Foul!? Madison Square Garden fights insurers to cover Covid-related losses and, like everyone else, loses


The Garden’s experience isn’t unusual, though. In fact, it’s the norm.

More than 2,100 lawsuits have been filed by companies and nonprofits alleging they were wrongly denied coverage for Covid-related losses, making it one of the largest disputes ever between policyholders and insurance companies. New York-based plaintiffs include Major League Baseball, the National Hockey League, the American Museum of Natural History, New York Botanical Garden, Thor Equities, plus numerous Broadway producers and retailers.

Insurers have prevailed, at least so far.

It’s a startling development, considering that insurers feared at the pandemic’s onset that they could be bankrupted by waves of claims.

Yet the “impact of Covid-19 [has been] less negative than expected” for insurance-company bottom lines, analysts at research firm A.M. Best said last month, when they raised their outlook for commercial insurers to “stable” from “negative.”

More than 520 federal Covid-loss related cases have been fully or partially dismissed, according to the litigation tracking service at the University of Pennsylvania’s Carey School of Law. More than 130 state court cases have met the same fate.

In the first case to go to trial, a jury ruled in favor of the insurer instead of a Kansas City restaurant.
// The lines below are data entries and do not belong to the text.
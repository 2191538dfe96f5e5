//! Frame rendering: configuration pane, tools pane, prompt preview, legend,
//! status bar, and the input bar.

use ratatui::Frame;
use ratatui::layout::{Constraint, Layout, Rect};
use ratatui::text::{Line, Span};
use ratatui::widgets::{Block, Paragraph, Wrap};

use crate::cli::console::{App, Focus, InputState};
use crate::cli::fields::FIELDS;
use crate::cli::theme::Theme;
use crate::config::ThemeToken;
use crate::prompt::{Markup, PromptMode, ToolDescriptor};
use crate::tools;

/// Converts highlight markup into styled lines, splitting segments that
/// span newlines so each output line carries its own spans.
pub(crate) fn markup_lines(markup: &Markup, theme: &Theme) -> Vec<Line<'static>> {
    let mut lines = Vec::new();
    let mut current: Vec<Span<'static>> = Vec::new();

    for segment in markup.segments() {
        let style = theme.segment_style(segment.kind);
        let mut parts = segment.text.split('\n');

        if let Some(first) = parts.next()
            && !first.is_empty()
        {
            current.push(Span::styled(first.to_string(), style));
        }

        for part in parts {
            lines.push(Line::from(std::mem::take(&mut current)));
            if !part.is_empty() {
                current.push(Span::styled(part.to_string(), style));
            }
        }
    }

    lines.push(Line::from(current));
    lines
}

/// Tool ids in the order the tools pane lists them (grouped by category).
pub(crate) fn flattened_tool_ids(catalog: &[ToolDescriptor]) -> Vec<String> {
    tools::grouped(catalog)
        .into_iter()
        .flat_map(|(_, members)| members.into_iter().map(|tool| tool.id.clone()))
        .collect()
}

pub(crate) fn draw(frame: &mut Frame<'_>, app: &App) {
    let [main, legend, status, input] = Layout::vertical([
        Constraint::Min(8),
        Constraint::Length(1),
        Constraint::Length(1),
        Constraint::Length(1),
    ])
    .areas(frame.area());

    let [fields_area, tools_area, preview_area] = Layout::horizontal([
        Constraint::Percentage(30),
        Constraint::Percentage(25),
        Constraint::Percentage(45),
    ])
    .areas(main);

    draw_fields(frame, app, fields_area);
    draw_tools(frame, app, tools_area);
    draw_preview(frame, app, preview_area);
    frame.render_widget(Paragraph::new(legend_line(app)), legend);
    frame.render_widget(Paragraph::new(status_line(app)), status);
    draw_input(frame, app, input);
}

fn draw_fields(frame: &mut Frame<'_>, app: &App, area: Rect) {
    let theme = &app.theme;
    let mut lines = Vec::new();
    let mut last_section = None;

    for (index, field) in FIELDS.iter().enumerate() {
        if last_section != Some(field.section) {
            lines.push(Line::from(Span::styled(
                field.section.label().to_string(),
                theme.style(ThemeToken::SectionHeader),
            )));
            last_section = Some(field.section);
        }

        let value = (field.get)(&app.profile.agent);
        let selected = matches!(app.focus, Focus::Fields) && index == app.field_index;
        let row_style = if selected {
            theme.style(ThemeToken::Selection)
        } else {
            theme.style(ThemeToken::FieldValue)
        };
        lines.push(Line::from(vec![
            Span::styled(
                format!("  {}: ", field.label),
                theme.style(ThemeToken::FieldLabel),
            ),
            Span::styled(truncate(value, 40), row_style),
        ]));
    }

    lines.push(Line::from(Span::styled(
        "FAQs".to_string(),
        theme.style(ThemeToken::SectionHeader),
    )));
    lines.push(Line::from(Span::styled(
        format!("  {} entradas (/faq para editar)", app.profile.agent.faqs.len()),
        theme.style(ThemeToken::FieldLabel),
    )));

    let block = pane_block("Configuración del Agente", matches!(app.focus, Focus::Fields));
    frame.render_widget(
        Paragraph::new(lines)
            .block(block)
            .scroll((app.fields_scroll(), 0)),
        area,
    );
}

fn draw_tools(frame: &mut Frame<'_>, app: &App, area: Rect) {
    let theme = &app.theme;
    let catalog = &app.profile.tools;
    let selected_id = app.selected_tool_id();
    let mut lines = Vec::new();

    for (category, members) in tools::grouped(catalog) {
        let enabled_count = members.iter().filter(|tool| tool.enabled).count();
        lines.push(Line::from(vec![
            Span::styled(
                category.label().to_string(),
                theme.style(ThemeToken::SectionHeader),
            ),
            Span::styled(
                format!("  {enabled_count}/{} activas", members.len()),
                theme.style(ThemeToken::Legend),
            ),
        ]));

        for tool in members {
            let marker = if tool.enabled { "[x]" } else { "[ ]" };
            let state_style = if tool.enabled {
                theme.style(ThemeToken::ToolEnabled)
            } else {
                theme.style(ThemeToken::ToolDisabled)
            };
            let selected = matches!(app.focus, Focus::Tools)
                && selected_id.as_deref() == Some(tool.id.as_str());
            let name_style = if selected {
                theme.style(ThemeToken::Selection)
            } else {
                state_style
            };
            lines.push(Line::from(vec![
                Span::styled(format!("  {marker} "), state_style),
                Span::styled(tool.name.clone(), name_style),
            ]));
        }
    }

    let (enabled_count, total) = tools::counts(catalog);
    lines.push(Line::from(""));
    lines.push(Line::from(Span::styled(
        format!("Tools activas: {enabled_count} de {total}"),
        theme.style(ThemeToken::Legend),
    )));

    let block = pane_block("Herramientas", matches!(app.focus, Focus::Tools));
    frame.render_widget(Paragraph::new(lines).block(block), area);
}

fn draw_preview(frame: &mut Frame<'_>, app: &App, area: Rect) {
    if let Some(overlay) = &app.overlay {
        let block = pane_block("Resultado (cualquier tecla para cerrar)", false);
        frame.render_widget(
            Paragraph::new(overlay.clone())
                .block(block)
                .wrap(Wrap { trim: false }),
            area,
        );
        return;
    }

    let markup = app.preview_markup();
    let lines = markup_lines(&markup, &app.theme);

    let title = match (app.session.mode(), app.show_template) {
        (PromptMode::Custom, _) => "Prompt del Agente — personalizado",
        (PromptMode::SystemGenerated, true) => "Prompt del Agente — plantilla",
        (PromptMode::SystemGenerated, false) => "Prompt del Agente — vista previa",
    };
    let block = pane_block(title, matches!(app.focus, Focus::Preview));
    frame.render_widget(
        Paragraph::new(lines)
            .block(block)
            .wrap(Wrap { trim: false })
            .scroll((app.preview_scroll, 0)),
        area,
    );
}

fn legend_line(app: &App) -> Line<'static> {
    let theme = &app.theme;
    let (enabled_count, total) = tools::counts(&app.profile.tools);

    let mut spans = vec![
        Span::styled(" variables".to_string(), theme.style(ThemeToken::Variable)),
        Span::styled(" · ".to_string(), theme.style(ThemeToken::Legend)),
        Span::styled(
            format!("herramientas activas ({enabled_count} de {total})"),
            theme.style(ThemeToken::ToolsList),
        ),
    ];
    if matches!(app.session.mode(), PromptMode::Custom) {
        spans.push(Span::styled(" · ".to_string(), theme.style(ThemeToken::Legend)));
        spans.push(Span::styled(
            "{tokens} sin resolver".to_string(),
            theme.style(ThemeToken::Placeholder),
        ));
    }
    Line::from(spans)
}

fn status_line(app: &App) -> Line<'static> {
    let theme = &app.theme;
    let mode_text = match app.session.mode() {
        PromptMode::SystemGenerated => " Generado ",
        PromptMode::Custom => " Personalizado ",
    };

    let mut spans = vec![Span::styled(
        mode_text.to_string(),
        theme.style(ThemeToken::ModeBadge),
    )];
    if app.dirty() {
        spans.push(Span::styled(
            " Cambios sin guardar ".to_string(),
            theme.style(ThemeToken::DirtyBadge),
        ));
    }

    match &app.status {
        Some(status) => {
            let token = if status.is_error {
                ThemeToken::StatusError
            } else {
                ThemeToken::StatusInfo
            };
            spans.push(Span::styled(format!(" {}", status.text), theme.style(token)));
        }
        None => {
            spans.push(Span::styled(
                " TAB panel · Enter editar · Espacio tool · m modo · r regenerar · p plantilla · / comando · q salir"
                    .to_string(),
                theme.style(ThemeToken::StatusInfo),
            ));
        }
    }

    Line::from(spans)
}

fn draw_input(frame: &mut Frame<'_>, app: &App, area: Rect) {
    let theme = &app.theme;
    let line = match &app.input {
        InputState::Idle => Line::from(""),
        InputState::EditingField { buffer } => {
            let label = app.selected_field_label();
            Line::from(vec![
                Span::styled(format!("{label}: "), theme.style(ThemeToken::FieldLabel)),
                Span::styled(format!("{buffer}▏"), theme.style(ThemeToken::InputBar)),
            ])
        }
        InputState::Command { buffer } => Line::from(Span::styled(
            format!("{buffer}▏"),
            theme.style(ThemeToken::InputBar),
        )),
    };
    frame.render_widget(Paragraph::new(line), area);
}

fn pane_block(title: &str, focused: bool) -> Block<'static> {
    let block = Block::bordered().title(title.to_string());
    if focused {
        block.border_style(
            ratatui::style::Style::default().add_modifier(ratatui::style::Modifier::BOLD),
        )
    } else {
        block
    }
}

fn truncate(text: &str, max_chars: usize) -> String {
    if text.chars().count() <= max_chars {
        return text.to_string();
    }
    let truncated: String = text.chars().take(max_chars.saturating_sub(1)).collect();
    format!("{truncated}…")
}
In nearly every instance, insurers are winning because business-interruption policies kick in only when physical damage must be repaired, such as after a fire or storm. Some companies have argued that the coronavirus causes physical damage because it spreads through air droplets, but judges aren’t buying that line of reasoning.

“The virus damages humans, not physical structures,” a federal magistrate judge in Manhattan wrote in a ruling last month against the John Gore Organization, a producer of Broadway shows. “Plaintiff cannot fit a square peg in a round hole.”

The John Gore Organization didn’t respond to a request for comment.

A key precedent was set by the Roundabout Theatre, which lost a lawsuit filed in 2002 after construction of the Conde Nast Building forced West 43rd Street to be closed, causing the cancellation of several performances of Cabaret.

“The relevant provisions at issue in Roundabout Theatre and the provisions at issue… before us are not materially different,” a federal appeals court in Manhattan said last month in a ruling against the Guy Hepner art gallery in Chelsea.

An attorney for Guy Hepner didn’t respond to a request for comment.

In MSG’s case, insurers pointed out that executives understood the arena’s $1.8 billion in business-interruption coverage wouldn’t help in certain situations, so they bought a separate $1 million policy to cover damage done by communicable diseases.

“That’s the policy that they purchased,” Kurzweil, the lawyer for Factory Mutual, said in court. “That’s the bargain that they made.”